인체 면역 반응에 대한 연구는 비교적 제한적인 생체내(in vivo) 실험, 및 단기간의 연구만이 가능하고 소수의 항원에 대한 반응만이 재현되는 몇몇 생체외(in vitro) 시스템으로 한정되어 있다(Mosier, D. E., et al.,Nature, 335: 256-259(1988)). 인체 내에서의 연구는 실용적 문제 및 윤리적 문제들에 의해 제한되고, 생체외 연구로부터의 결론은 생체내의 상황을 반드시 그대로 반영하는 것은 아니다. 중증 복합 면역부전증(severe combined immunodeficiency; SCID) 마우스는 그의 면역부전증으로 인해 이식된 인체 세포를 수용할 수 있으므로 SCID 마우스에 인체 PBL을 이식하면 기능성 인체 면역 시스템의 안정적인 장기적 재구성이 가능하다. 따라서, SCID 마우스는 인체내 면역 반응을 조사하기 위한 매우 유용하고 간편한 수단으로서 사용될 수 있다. 이식된 인체 PBL은 마우스의 생체 환경을 이종으로 인식하고 이식편 대 피이식체(graft-versus host, GVH) 면역 반응을 활성화시킨다. 몇몇 기능성 인체 세포들은 이식후 적어도 20주 동안 생존하며, 재구성된 SCID 마우스는 자체내에서 인체 면역글로불린을 분비한다(Mosier, D. E. et al., 상기 문헌; 및 Yellin, M. J., et al.,J. Immunol., 153: 666-674(1994)).

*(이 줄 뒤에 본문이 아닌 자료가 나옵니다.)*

//! # Store
//!
//! Typed access to the persisted collections, layered on a
//! [`StorageBackend`].
//!
//! ## Corruption Rule
//! ```text
//! ┌─────────────────────────────────────────────────────────────────────────┐
//! │               load path (get + deserialize)                             │
//! │                                                                         │
//! │   key absent ───────────────► collection default                       │
//! │   JSON malformed ───────────► warn!() + collection default             │
//! │   backend I/O error ────────► warn!() + collection default             │
//! │                                                                         │
//! │   Loading NEVER crashes the register. Write errors, by contrast, are   │
//! │   surfaced: silently dropping a committed sale is not acceptable.      │
//! └─────────────────────────────────────────────────────────────────────────┘
//! ```

use std::sync::Arc;

use serde::de::DeserializeOwned;
use serde::Serialize;
use tracing::{info, warn};

use pawshop_core::state::{default_payment_methods, ShopState};
use pawshop_core::types::{CompanyInfo, Credential, Customer, PaymentMethod, Product, Sale};

use crate::backend::{FileBackend, MemoryBackend, StorageBackend};
use crate::error::StoreResult;
use crate::repository::customer::CustomerRepository;
use crate::repository::product::ProductRepository;
use crate::repository::sale::SaleRepository;
use crate::repository::settings::SettingsRepository;

// =============================================================================
// Storage Keys
// =============================================================================

/// The string keys the shop persists under. One key = one JSON document.
pub mod keys {
    pub const PRODUCTS: &str = "pawshop_products";
    pub const SALES: &str = "pawshop_sales";
    pub const CUSTOMERS: &str = "pawshop_customers";
    pub const PAYMENT_METHODS: &str = "pawshop_payments";
    pub const COMPANY: &str = "pawshop_company";
    pub const USERS: &str = "pawshop_users";
    pub const NEXT_SALE_NUMBER: &str = "pawshop_next_sale_number";
    pub const SESSION: &str = "pawshop_session";
}

// =============================================================================
// Configuration
// =============================================================================

/// Store configuration.
///
/// ## Example
/// ```rust,no_run
/// use pawshop_store::{Store, StoreConfig};
///
/// # fn main() -> Result<(), pawshop_store::StoreError> {
/// let store = Store::open(StoreConfig::new("./pawshop-data"))?;
/// # Ok(())
/// # }
/// ```
#[derive(Debug, Clone)]
pub struct StoreConfig {
    /// Directory the `<key>.json` documents live in.
    pub data_dir: std::path::PathBuf,
}

impl StoreConfig {
    /// Creates a configuration pointing at the given data directory.
    pub fn new(data_dir: impl Into<std::path::PathBuf>) -> Self {
        StoreConfig {
            data_dir: data_dir.into(),
        }
    }
}

// =============================================================================
// Store
// =============================================================================

/// Main persistence handle providing typed load/save and repository access.
///
/// Cheap to clone: repositories share the backend through an `Arc`.
#[derive(Debug, Clone)]
pub struct Store {
    backend: Arc<dyn StorageBackend>,
}

impl Store {
    /// Opens a file-backed store rooted at the configured data directory.
    pub fn open(config: StoreConfig) -> StoreResult<Self> {
        info!(dir = %config.data_dir.display(), "Opening store");
        let backend = FileBackend::open(config.data_dir)?;
        Ok(Store {
            backend: Arc::new(backend),
        })
    }

    /// An isolated in-memory store (tests, dry runs).
    pub fn in_memory() -> Self {
        Store {
            backend: Arc::new(MemoryBackend::new()),
        }
    }

    /// Wraps an externally built backend.
    pub fn with_backend(backend: Arc<dyn StorageBackend>) -> Self {
        Store { backend }
    }

    // -------------------------------------------------------------------------
    // Raw typed access
    // -------------------------------------------------------------------------

    /// Loads `key`, falling back to the given default on absence, corruption
    /// or backend failure. Bad storage never crashes the register.
    pub fn load_with<T, F>(&self, key: &str, fallback: F) -> T
    where
        T: DeserializeOwned,
        F: FnOnce() -> T,
    {
        match self.backend.get(key) {
            Ok(Some(raw)) => match serde_json::from_str(&raw) {
                Ok(value) => value,
                Err(e) => {
                    warn!(key, error = %e, "Malformed stored document, using default");
                    fallback()
                }
            },
            Ok(None) => fallback(),
            Err(e) => {
                warn!(key, error = %e, "Failed to read stored document, using default");
                fallback()
            }
        }
    }

    /// [`Store::load_with`] using `T::default()` as the fallback.
    pub fn load_or_default<T>(&self, key: &str) -> T
    where
        T: DeserializeOwned + Default,
    {
        self.load_with(key, T::default)
    }

    /// Serializes `value` and replaces the document stored under `key`.
    pub fn save<T: Serialize>(&self, key: &str, value: &T) -> StoreResult<()> {
        let raw = serde_json::to_string(value)?;
        self.backend.set(key, &raw)
    }

    /// Removes the document stored under `key`.
    pub fn remove(&self, key: &str) -> StoreResult<()> {
        self.backend.remove(key)
    }

    // -------------------------------------------------------------------------
    // Whole shop state (the checkout engine's unit of work)
    // -------------------------------------------------------------------------

    /// Loads everything the transaction engine reads: catalog, sales,
    /// payment methods and the sale-number counter.
    pub fn load_shop_state(&self) -> ShopState {
        ShopState {
            products: self.load_or_default::<Vec<Product>>(keys::PRODUCTS),
            sales: self.load_or_default::<Vec<Sale>>(keys::SALES),
            payment_methods: self
                .load_with::<Vec<PaymentMethod>, _>(keys::PAYMENT_METHODS, default_payment_methods),
            next_sale_number: self.load_with(keys::NEXT_SALE_NUMBER, || 1),
        }
    }

    /// Persists a whole shop state, the commit half of finalize/cancel.
    pub fn save_shop_state(&self, state: &ShopState) -> StoreResult<()> {
        self.save(keys::PRODUCTS, &state.products)?;
        self.save(keys::SALES, &state.sales)?;
        self.save(keys::PAYMENT_METHODS, &state.payment_methods)?;
        self.save(keys::NEXT_SALE_NUMBER, &state.next_sale_number)?;
        Ok(())
    }

    // -------------------------------------------------------------------------
    // Collection shortcuts used by repositories and backup
    // -------------------------------------------------------------------------

    /// Loads the customer collection.
    pub fn load_customers(&self) -> Vec<Customer> {
        self.load_or_default(keys::CUSTOMERS)
    }

    /// Loads the company info (defaults on first run).
    pub fn load_company(&self) -> CompanyInfo {
        self.load_with(keys::COMPANY, CompanyInfo::default)
    }

    /// Loads the credential list.
    pub fn load_users(&self) -> Vec<Credential> {
        self.load_or_default(keys::USERS)
    }

    /// Returns the persisted session username, if an operator is logged in.
    pub fn load_session(&self) -> Option<String> {
        self.load_or_default(keys::SESSION)
    }

    /// Persists the session username.
    pub fn save_session(&self, username: &str) -> StoreResult<()> {
        self.save(keys::SESSION, &username)
    }

    /// Clears the session (logout).
    pub fn clear_session(&self) -> StoreResult<()> {
        self.remove(keys::SESSION)
    }

    // -------------------------------------------------------------------------
    // Repositories
    // -------------------------------------------------------------------------

    /// Returns the product repository.
    ///
    /// ## Example
    /// ```rust
    /// use pawshop_store::Store;
    ///
    /// let store = Store::in_memory();
    /// let products = store.products().all();
    /// assert!(products.is_empty());
    /// ```
    pub fn products(&self) -> ProductRepository {
        ProductRepository::new(self.clone())
    }

    /// Returns the sale repository.
    pub fn sales(&self) -> SaleRepository {
        SaleRepository::new(self.clone())
    }

    /// Returns the customer repository.
    pub fn customers(&self) -> CustomerRepository {
        CustomerRepository::new(self.clone())
    }

    /// Returns the settings repository (payment methods, company info,
    /// credentials).
    pub fn settings(&self) -> SettingsRepository {
        SettingsRepository::new(self.clone())
    }
}

// =============================================================================
// Unit Tests
// =============================================================================

#[cfg(test)]
mod tests {
    use super::*;

    #[test]
    fn test_load_or_default_on_missing_key() {
        let store = Store::in_memory();
        let products: Vec<Product> = store.load_or_default(keys::PRODUCTS);
        assert!(products.is_empty());
    }

    #[test]
    fn test_corrupt_document_falls_back_to_default() {
        let store = Store::in_memory();
        store
            .save(keys::PRODUCTS, &"not a product list")
            .unwrap();

        let products: Vec<Product> = store.load_or_default(keys::PRODUCTS);
        assert!(products.is_empty());
    }

    #[test]
    fn test_fresh_state_has_default_payment_methods() {
        let store = Store::in_memory();
        let state = store.load_shop_state();

        assert_eq!(state.payment_methods.len(), 4);
        assert_eq!(state.next_sale_number, 1);
        assert!(state.products.is_empty());
        assert!(state.sales.is_empty());
    }

    #[test]
    fn test_shop_state_round_trip() {
        let store = Store::in_memory();
        let mut state = store.load_shop_state();
        state.next_sale_number = 42;
        state.payment_methods[0].fee_bps = 10;

        store.save_shop_state(&state).unwrap();
        let reloaded = store.load_shop_state();

        assert_eq!(reloaded.next_sale_number, 42);
        assert_eq!(reloaded.payment_methods[0].fee_bps, 10);
    }

    #[test]
    fn test_corrupt_payment_methods_fall_back_to_seeded_set() {
        let store = Store::in_memory();
        store.save(keys::PAYMENT_METHODS, &12345).unwrap();

        let state = store.load_shop_state();
        assert_eq!(state.payment_methods.len(), 4);
        assert_eq!(state.payment_methods[0].name, "Dinheiro");
    }

    #[test]
    fn test_session_round_trip() {
        let store = Store::in_memory();
        assert_eq!(store.load_session(), None);

        store.save_session("admin").unwrap();
        assert_eq!(store.load_session().as_deref(), Some("admin"));

        store.clear_session().unwrap();
        assert_eq!(store.load_session(), None);
    }

    #[test]
    fn test_company_defaults_on_first_run() {
        let store = Store::in_memory();
        let company = store.load_company();
        assert_eq!(company.name, "Pawshop Pet");
    }
}
//! # Shop State
//!
//! The explicit, whole-of-shop state the transaction engine operates on.
//!
//! ## Why an explicit state object?
//! The checkout and cancel operations take a `ShopState` by reference and
//! return the next one. There is no global mutable store anywhere in this
//! crate: persistence is the caller's job (see `pawshop-store`), which makes
//! every engine path unit-testable with plain values.
//!
//! ```text
//! ┌─────────────────────────────────────────────────────────────────────────┐
//! │                     State Flow on Finalize                              │
//! │                                                                         │
//! │  store.load() ──► ShopState ──► finalize_sale(&state, &draft, now)     │
//! │                                      │                                  │
//! │                         ┌────────────┴────────────┐                     │
//! │                         ▼                         ▼                     │
//! │                  CheckoutOutcome            CoreError                   │
//! │                  { state', sale }        (state untouched)              │
//! │                         │                                               │
//! │                         ▼                                               │
//! │                  store.save(state')                                     │
//! └─────────────────────────────────────────────────────────────────────────┘
//! ```

use serde::{Deserialize, Serialize};

use crate::types::{PaymentMethod, Product, Sale};
use crate::SALE_NUMBER_WIDTH;

// =============================================================================
// Shop State
// =============================================================================

/// Everything the transaction engine reads or writes.
///
/// Customers, company info and credentials are persisted too, but the engine
/// never touches them, so they stay out of this struct (finalize receives
/// the customer reference already resolved by the caller).
#[derive(Debug, Clone, Serialize, Deserialize)]
#[serde(rename_all = "camelCase")]
pub struct ShopState {
    /// The catalog. Stock levels live here.
    pub products: Vec<Product>,

    /// Sales history, newest first (new sales are prepended).
    pub sales: Vec<Sale>,

    /// Payment-method configuration. Read-only for the engine: finalize
    /// reads the live fee rate, never writes.
    pub payment_methods: Vec<PaymentMethod>,

    /// Monotonically increasing counter for the next sale code.
    pub next_sale_number: u64,
}

impl ShopState {
    /// Fresh state with the default payment methods and an empty catalog.
    pub fn new() -> Self {
        ShopState {
            products: Vec::new(),
            sales: Vec::new(),
            payment_methods: default_payment_methods(),
            next_sale_number: 1,
        }
    }

    /// Looks up a product by id.
    pub fn product(&self, id: &str) -> Option<&Product> {
        self.products.iter().find(|p| p.id == id)
    }

    /// Looks up a product by barcode.
    pub fn product_by_code(&self, code: &str) -> Option<&Product> {
        self.products.iter().find(|p| p.code == code)
    }

    /// Looks up a sale by its code.
    pub fn sale(&self, id: &str) -> Option<&Sale> {
        self.sales.iter().find(|s| s.id == id)
    }

    /// Looks up a payment method by id.
    pub fn payment_method(&self, id: &str) -> Option<&PaymentMethod> {
        self.payment_methods.iter().find(|m| m.id == id)
    }

    /// The code the next new sale will receive, e.g. "000042".
    pub fn peek_sale_code(&self) -> String {
        format_sale_code(self.next_sale_number)
    }
}

impl Default for ShopState {
    fn default() -> Self {
        ShopState::new()
    }
}

/// Formats a sale number as the zero-padded sale code.
///
/// ## Example
/// ```rust
/// use pawshop_core::state::format_sale_code;
///
/// assert_eq!(format_sale_code(1), "000001");
/// assert_eq!(format_sale_code(123), "000123");
/// ```
pub fn format_sale_code(number: u64) -> String {
    format!("{:0width$}", number, width = SALE_NUMBER_WIDTH)
}

/// The payment methods a fresh shop starts with.
pub fn default_payment_methods() -> Vec<PaymentMethod> {
    vec![
        PaymentMethod {
            id: "p1".to_string(),
            name: "Dinheiro".to_string(),
            icon: "💵".to_string(),
            fee_bps: 0,
        },
        PaymentMethod {
            id: "p2".to_string(),
            name: "Cartão de Débito".to_string(),
            icon: "💳".to_string(),
            fee_bps: 190,
        },
        PaymentMethod {
            id: "p3".to_string(),
            name: "Cartão de Crédito".to_string(),
            icon: "💳".to_string(),
            fee_bps: 350,
        },
        PaymentMethod {
            id: "p4".to_string(),
            name: "Pix".to_string(),
            icon: "📱".to_string(),
            fee_bps: 0,
        },
    ]
}

// =============================================================================
// Unit Tests
// =============================================================================
//! # State Module
//!
//! Session-lifetime state for the register app.
//!
//! ## State Shapes
//! ```text
//! ┌─────────────────────────────────────────────────────────────────────────┐
//! │                       Register State                                    │
//! │                                                                         │
//! │  ┌──────────────┐  ┌──────────────────┐  ┌──────────────────────────┐  │
//! │  │  AppContext  │  │ CheckoutSession  │  │       Session            │  │
//! │  │              │  │                  │  │                          │  │
//! │  │ Store handle │  │ cart, tenders,   │  │ logged-in operator       │  │
//! │  │ + cached     │  │ customer, edit   │  │ (persisted so a restart  │  │
//! │  │ ShopState    │  │ context          │  │  resumes the session)    │  │
//! │  └──────────────┘  └──────────────────┘  └──────────────────────────┘  │
//! │                                                                         │
//! │  THREAD SAFETY: none needed. One operator, one thread, and every       │
//! │  command runs to completion before the next line is read.              │
//! └─────────────────────────────────────────────────────────────────────────┘
//! ```

mod checkout;
mod session;

pub use checkout::CheckoutSession;
pub use session::Session;

use pawshop_core::ShopState;
use pawshop_store::{Store, StoreResult};

/// Everything a command handler can touch.
#[derive(Debug)]
pub struct AppContext {
    /// Persistence handle.
    pub store: Store,

    /// Cached mirror of the persisted engine state. Commands treat this as
    /// the truth and write through [`AppContext::commit`].
    pub shop: ShopState,

    /// Logged-in operator.
    pub session: Session,

    /// The in-progress checkout (cart, tenders, customer, edit context).
    pub checkout: CheckoutSession,
}

impl AppContext {
    /// Loads state from the store and resumes any persisted session.
    pub fn new(store: Store) -> Self {
        let shop = store.load_shop_state();
        let session = Session::resume(&store);
        AppContext {
            store,
            shop,
            session,
            checkout: CheckoutSession::new(),
        }
    }

    /// Persists an engine-produced next state and adopts it as current.
    pub fn commit(&mut self, next: ShopState) -> StoreResult<()> {
        self.store.save_shop_state(&next)?;
        self.shop = next;
        Ok(())
    }

    /// Re-reads the shop state after repository-level writes (CRUD screens,
    /// backup import).
    pub fn reload(&mut self) {
        self.shop = self.store.load_shop_state();
    }
}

본 발명자들은 인체 면역 반응에서 CD40L의 정확한 기능을 밝히고 원치않는 면역 반응을 조절하기 위한 면역억제제를 개발하기 위해 연구를 계속한 결과, 인체 CD40L에 특이성을 갖는 모노클로날 항체를 개발하고 그의 특성을 확인함으로써 본 발명을 완성하였다.
본 발명의 목적은 인체 CD40 리간드(ligand)에 대해 특이성을 갖는 모노클로날 항체를 제공하는 것이다.
도 1a 내지 1d는 PMA(phorbol-13-myristate-12-acetate)와 이오노마이신(ionomycin)으로 활성화된 인체 말초 혈액 T 세포에 대한 본 발명의 모노클로날 항체(MAb 2B2)의 결합을 나타낸 것이다.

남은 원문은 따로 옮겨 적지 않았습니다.